Pertanyaan mendasar: apa peranan desain bagi manusia? Desain memberikan nilai tambah untuk hidupnya. Seperti apa nilai tambah itu? Sebuah bangku, asal sudah bisa diduduki selesailah masalahnya. Tetapi orang memberi makna pada “duduk”, hingga berkembanglah bentuk kursi sesuai dengan makna yang disandangnya (1). Demikianlah secara sederhana bagaimana desain berperan dalam kehidupan kita. Ruang tamu, kamar tidur, pakaian, walkman, surat undangan merupakan contoh terdekat bagaimana kita membangun makna melalui desain (2).

Makna sangat erat hubungannya dengan budaya: aspirasi, norma, adat kebiasaan masyarakat tertentu. Desain melengkapi kehidupan sesuai dengan makna yang dibangun budaya masyarakatnya. Minibus (3) menjadi pilihan utama di Indonesia karena adat kekeluargaan bangsa kita. Kafe gaul muncul tak semata karena krismon, tetapi lebih merupakan jawaban terhadap kebutuhan masyarakat kota besar untuk JJS, ngrumpi dan aktualisasi diri (4).

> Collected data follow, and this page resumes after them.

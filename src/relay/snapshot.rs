//! Snapshot fallback
//!
//! When no video relay is possible, ask the account service for fresh stills
//! on a fixed cadence and hand out each new one as a frame. Consecutive
//! byte-identical images are suppressed. The session ends cleanly after
//! `max_session`.

use super::hasher::ChangeDetector;
use crate::account::{AccountService, CameraRef, ServiceError};
use bytes::Bytes;
use log::{debug, info, warn};
use std::future::Future;
use std::sync::Arc;
use std::time::Duration;
use tokio::time::Instant;

#[derive(Debug, Clone)]
pub struct SnapshotConfig {
    /// Wait between polls
    pub interval: Duration,
    /// Wait between requesting a snapshot and refreshing the cache
    pub settle: Duration,
    /// Wait after a failed poll
    pub error_backoff: Duration,
    /// Upper bound for any single account-service call
    pub request_timeout: Duration,
    pub max_session: Duration,
    /// Consecutive failed polls before giving up
    pub max_consecutive_failures: u32,
}

impl Default for SnapshotConfig {
    fn default() -> Self {
        Self {
            interval: Duration::from_secs(1),
            settle: Duration::from_millis(500),
            error_backoff: Duration::from_secs(2),
            request_timeout: Duration::from_secs(10),
            max_session: Duration::from_secs(600),
            max_consecutive_failures: 5,
        }
    }
}

pub struct SnapshotPoller {
    account: Arc<dyn AccountService>,
    camera: CameraRef,
    config: SnapshotConfig,
    detector: ChangeDetector,
    deadline: Instant,
    /// Earliest start of the next poll; survives a cancelled pull
    next_poll_at: Option<Instant>,
    failures: u32,
    duplicates: u64,
}

impl SnapshotPoller {
    pub fn new(account: Arc<dyn AccountService>, camera: CameraRef, config: SnapshotConfig) -> Self {
        let deadline = Instant::now() + config.max_session;
        Self {
            account,
            camera,
            config,
            detector: ChangeDetector::default(),
            deadline,
            next_poll_at: None,
            failures: 0,
            duplicates: 0,
        }
    }

    /// Snapshots suppressed as duplicates so far
    pub fn duplicates(&self) -> u64 {
        self.duplicates
    }

    /// Next distinct snapshot, `None` once the session time is used up, or
    /// the error that made the service unusable.
    pub async fn next_snapshot(&mut self) -> Result<Option<Bytes>, ServiceError> {
        loop {
            if let Some(at) = self.next_poll_at {
                tokio::time::sleep_until(at.min(self.deadline)).await;
            }
            if Instant::now() >= self.deadline {
                info!(
                    "Snapshot session for {} reached {:?}, ending",
                    self.camera.name, self.config.max_session
                );
                return Ok(None);
            }

            match self.poll_once().await {
                Ok(image) => {
                    self.failures = 0;
                    self.next_poll_at = Some(Instant::now() + self.config.interval);
                    match image {
                        Some(image) if self.detector.observe(&image) => return Ok(Some(image)),
                        Some(_) => {
                            self.duplicates += 1;
                            debug!("Snapshot for {} unchanged", self.camera.name);
                        }
                        None => debug!("No cached image for {} yet", self.camera.name),
                    }
                }
                Err(e) if e.is_fatal() => {
                    warn!("Snapshot fallback for {} failed: {}", self.camera.name, e);
                    return Err(e);
                }
                Err(e) => {
                    self.failures += 1;
                    warn!(
                        "Snapshot error for {} ({}/{}): {}",
                        self.camera.name, self.failures, self.config.max_consecutive_failures, e
                    );
                    if self.failures >= self.config.max_consecutive_failures {
                        return Err(e);
                    }
                    self.next_poll_at = Some(Instant::now() + self.config.error_backoff);
                }
            }
        }
    }

    async fn poll_once(&self) -> Result<Option<Bytes>, ServiceError> {
        match self.bounded(self.account.request_snapshot(&self.camera)).await {
            Ok(()) => {}
            Err(e) if e.is_fatal() => return Err(e),
            // Not every camera can be asked for a still; the cached image
            // may still change.
            Err(e) => debug!("Snapshot request for {} failed: {}", self.camera.name, e),
        }

        tokio::time::sleep(self.config.settle).await;
        self.bounded(self.account.force_refresh()).await?;
        self.bounded(self.account.get_cached_image(&self.camera)).await
    }

    async fn bounded<T>(
        &self,
        call: impl Future<Output = Result<T, ServiceError>>,
    ) -> Result<T, ServiceError> {
        tokio::time::timeout(self.config.request_timeout, call)
            .await
            .map_err(|_| {
                ServiceError::Request(format!("timed out after {:?}", self.config.request_timeout))
            })?
    }
}

#[cfg(test)]
mod tests {
    use super::*;
    use crate::testing::{camera, FakeAccount};
    use std::sync::atomic::Ordering;

    fn poller(account: Arc<FakeAccount>, config: SnapshotConfig) -> SnapshotPoller {
        SnapshotPoller::new(account, camera(), config)
    }

    #[tokio::test(start_paused = true)]
    async fn yields_only_changed_images() {
        let account = Arc::new(FakeAccount::with_images(vec![
            Some(b"A".to_vec()),
            Some(b"A".to_vec()),
            Some(b"B".to_vec()),
            None,
            Some(b"B".to_vec()),
            Some(b"C".to_vec()),
        ]));
        let mut poller = poller(account.clone(), SnapshotConfig::default());

        let mut seen = Vec::new();
        let err = loop {
            match poller.next_snapshot().await {
                Ok(Some(image)) => seen.push(image.to_vec()),
                Ok(None) => panic!("session ended early"),
                Err(e) => break e,
            }
        };
        assert_eq!(seen, vec![b"A".to_vec(), b"B".to_vec(), b"C".to_vec()]);
        assert!(err.is_fatal());
        assert_eq!(poller.duplicates(), 2);
        assert_eq!(account.snapshot_requests.load(Ordering::SeqCst), 7);
    }

    #[tokio::test(start_paused = true)]
    async fn session_ends_cleanly_at_deadline() {
        let account = Arc::new(FakeAccount::counting_images());
        let config = SnapshotConfig {
            max_session: Duration::from_secs(10),
            ..SnapshotConfig::default()
        };
        let mut poller = poller(account, config);

        let start = Instant::now();
        let mut frames = 0;
        while let Some(_) = poller.next_snapshot().await.expect("snapshot") {
            frames += 1;
        }
        // one poll every settle + interval
        assert!((6..=8).contains(&frames), "got {} frames", frames);
        assert!(Instant::now() - start <= Duration::from_secs(11));
    }

    #[tokio::test(start_paused = true)]
    async fn cancelled_pull_keeps_cadence() {
        let account = Arc::new(FakeAccount::counting_images());
        let config = SnapshotConfig::default();
        let gap = config.interval + config.settle;
        let mut poller = poller(account.clone(), config);

        poller.next_snapshot().await.expect("first").expect("image");
        let first = Instant::now();
        let cancelled =
            tokio::time::timeout(Duration::from_millis(100), poller.next_snapshot()).await;
        assert!(cancelled.is_err());

        poller.next_snapshot().await.expect("second").expect("image");
        assert!(Instant::now() - first >= gap);
        assert_eq!(account.refreshes.load(Ordering::SeqCst), 2);
    }

    #[tokio::test(start_paused = true)]
    async fn transient_errors_give_up_after_limit() {
        let account = Arc::new(FakeAccount::counting_images());
        account.fail_refresh.store(true, Ordering::SeqCst);
        let config = SnapshotConfig {
            max_consecutive_failures: 3,
            ..SnapshotConfig::default()
        };
        let mut poller = poller(account.clone(), config);

        let err = poller.next_snapshot().await.expect_err("gives up");
        assert!(matches!(err, ServiceError::Request(_)));
        assert_eq!(account.refreshes.load(Ordering::SeqCst), 3);
    }
}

Ada dua hal yang bisa dicermati. Budaya bukan sebuah pola tunggal yang berlaku untuk segala situasi. Tiap kelompok masyarakat membentuk budayanya sendiri sesuai dengan sifat kelompok tersebut (5). Budaya pun merupakan sesuatu yang tumbuh dan berkembang sesuai dengan tantangan masa. Nilainya bisa berubah dalam perjalanan waktu (6). Dalam kerangka inilah desain ditantang untuk menjawab perkembangan masyarakat.

2

Pendidikan desain di Indonesia relatif masih muda, dan masih terus dicari format yang paling memadai menghadapi perkembangan kebutuhan masyarakat (7). Pencarian ini tak akan pernah selesai karena perkembangan juga tak pernah berhenti. Kita berusaha menemukan modus yang dapat selalu mengantisipasi tantangan tersebut (8).

Di sisi lain, dalam lima tahun belakangan kita berusaha memacu sumber daya manusia kita agar mampu bersaing dengan tenaga asing. Ini sehubungan dengan akan diber-lakukannya pasar bebas, di mana dinding pembatas antar negara akan dibuka penuh untuk saling mengisi pasar. Kita patut khawatir karena kemampuan sumber daya kita dan tatanannya masih kacau, khususnya dalam bidang desain. Selama tigapuluh tahun kita terbiasa mengimpor, membeli dan menjiplak (9), hingga kita tak terbiasa mencipta atas dasar kebutuhan dan aspirasi khusus kita.

Tiga tahun yang lalu baru mulai dicoba menata pendidikan desain dari tingkat sekolah menengah kejuruan hingga sarjana. Perencanaan itu dibutuhkan agar pendidikan tak tumpang tindih dan berbentuk kerucut terbalik (10). Sementara ini tak ada standard kemampuan yang cukup jelas memilah masing-masing jenjang pendidikan, di samping langkanya program pendidikan ketrampilan dibanding pendidikan tinggi. Akibatnya, lapangan kerja diisi oleh siapa saja tanpa memandang pendidikan (11). Lulusan perguruan tinggi pun tak jarang mengisi lowongan apa saja, dari wawasan kreatif sampai ketrampilan tangan.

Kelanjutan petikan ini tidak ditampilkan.